Repeat the records. Each line must match exactly.
Start of Block
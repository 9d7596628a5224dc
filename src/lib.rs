#![cfg_attr(docsrs, feature(doc_cfg))]
//! # mesh-insitu
//!
//! mesh-insitu is a utility layer for in-situ analysis of distributed,
//! hierarchical scientific meshes. Analysis code sees any mesh, from a single
//! image block to a nested multi-block or AMR hierarchy spread over many
//! ranks, through the same few operations.
//!
//! ## Features
//! - A small in-memory mesh model: image, rectilinear, structured,
//!   unstructured and polygonal leaves; multi-block and AMR hierarchies
//! - Depth-first traversal of hierarchies, unary and paired, with a signed
//!   status contract for early stop and failure
//! - Typed access into packed array storage (AOS and SOA layouts)
//! - Collective metadata extraction that leaves every rank with the same
//!   global description of the mesh
//! - Pluggable communication backends (serial, threads, MPI)
//!
//! ## Usage
//! ```toml
//! [dependencies]
//! mesh-insitu = "0.3"
//! # Optional features:
//! # features = ["mpi-support"]
//! ```
//!
//! ```
//! use mesh_insitu::prelude::*;
//!
//! let mb = MultiBlock::with_blocks(vec![
//!     Some(DataSet::image([0.0; 3], [1.0; 3], [0, 4, 0, 4, 0, 4]).into()),
//!     None,
//! ]);
//! let mesh = DataObject::from(mb);
//!
//! let mut cells = 0;
//! let status = apply(&mesh, &mut |ds: &DataSet| {
//!     cells += ds.num_cells();
//!     0
//! });
//! assert_eq!((status, cells), (0, 64));
//!
//! let mut md = MeshMetadata::new("mesh");
//! get_metadata(&NoComm, &mesh, &mut md).unwrap();
//! assert!(predicates::uniform_cartesian(&md));
//! ```

pub mod algs;
pub mod data;
pub mod io;
pub mod mesh_error;
pub mod metadata;
pub mod topology;

/// A convenient prelude to import the most-used traits & types:
pub mod prelude {
    pub use crate::algs::apply::{
        CONTINUE, Status, apply, apply_composite, apply_indexed, apply_pair,
    };
    #[cfg(feature = "mpi-support")]
    pub use crate::algs::communicator::MpiComm;
    pub use crate::algs::communicator::{Communicator, NoComm, ThreadComm};
    pub use crate::algs::ghost::{GhostLayers, get_ghost_layer_metadata, set_ghost_layer_metadata};
    pub use crate::algs::metadata::{get_composite_metadata, get_dataset_metadata, get_metadata};
    pub use crate::data::{
        Association, DataArray, FieldData, HasInfo, ScalarType, get_pointer, get_pointer_mut,
    };
    pub use crate::data::attributes::{get_association, get_attributes};
    pub use crate::io::write_domain_decomp;
    pub use crate::mesh_error::MeshError;
    pub use crate::metadata::{MeshMetadata, MeshMetadataPtr, MetadataFlags, predicates};
    pub use crate::topology::{
        AmrDataSet, AsCompositeData, CompositeDataSet, DataObject, DataSet, MeshKind, MultiBlock,
        Ownership,
    };
}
End of Block
EXPECTED OUTPUT:
repository 9d7596628a5224dc
filename src/lib.rs
#![cfg_attr(docsrs, feature(doc_cfg))]
//! # mesh-insitu
//!
//! mesh-insitu is a utility layer for in-situ analysis of distributed,
//! hierarchical scientific meshes. Analysis code sees any mesh, from a single
//! image block to a nested multi-block or AMR hierarchy spread over many
//! ranks, through the same few operations.
//!
//! ## Features
//! - A small in-memory mesh model: image, rectilinear, structured,
//!   unstructured and polygonal leaves; multi-block and AMR hierarchies
//! - Depth-first traversal of hierarchies, unary and paired, with a signed
//!   status contract for early stop and failure
//! - Typed access into packed array storage (AOS and SOA layouts)
//! - Collective metadata extraction that leaves every rank with the same
//!   global description of the mesh
//! - Pluggable communication backends (serial, threads, MPI)
//!
//! ## Usage
//! ```toml
//! [dependencies]
//! mesh-insitu = "0.3"
//! # Optional features:
//! # features = ["mpi-support"]
//! ```
//!
//! ```
//! use mesh_insitu::prelude::*;
//!
//! let mb = MultiBlock::with_blocks(vec![
//!     Some(DataSet::image([0.0; 3], [1.0; 3], [0, 4, 0, 4, 0, 4]).into()),
//!     None,
//! ]);
//! let mesh = DataObject::from(mb);
//!
//! let mut cells = 0;
//! let status = apply(&mesh, &mut |ds: &DataSet| {
//!     cells += ds.num_cells();
//!     0
//! });
//! assert_eq!((status, cells), (0, 64));
//!
//! let mut md = MeshMetadata::new("mesh");
//! get_metadata(&NoComm, &mesh, &mut md).unwrap();
//! assert!(predicates::uniform_cartesian(&md));
//! ```

pub mod algs;
pub mod data;
pub mod io;
pub mod mesh_error;
pub mod metadata;
pub mod topology;

/// A convenient prelude to import the most-used traits & types:
pub mod prelude {
    pub use crate::algs::apply::{
        CONTINUE, Status, apply, apply_composite, apply_indexed, apply_pair,
    };
    #[cfg(feature = "mpi-support")]
    pub use crate::algs::communicator::MpiComm;
    pub use crate::algs::communicator::{Communicator, NoComm, ThreadComm};
    pub use crate::algs::ghost::{GhostLayers, get_ghost_layer_metadata, set_ghost_layer_metadata};
    pub use crate::algs::metadata::{get_composite_metadata, get_dataset_metadata, get_metadata};
    pub use crate::data::{
        Association, DataArray, FieldData, HasInfo, ScalarType, get_pointer, get_pointer_mut,
    };
    pub use crate::data::attributes::{get_association, get_attributes};
    pub use crate::io::write_domain_decomp;
    pub use crate::mesh_error::MeshError;
    pub use crate::metadata::{MeshMetadata, MeshMetadataPtr, MetadataFlags, predicates};
    pub use crate::topology::{
        AmrDataSet, AsCompositeData, CompositeDataSet, DataObject, DataSet, MeshKind, MultiBlock,
        Ownership,
    };
}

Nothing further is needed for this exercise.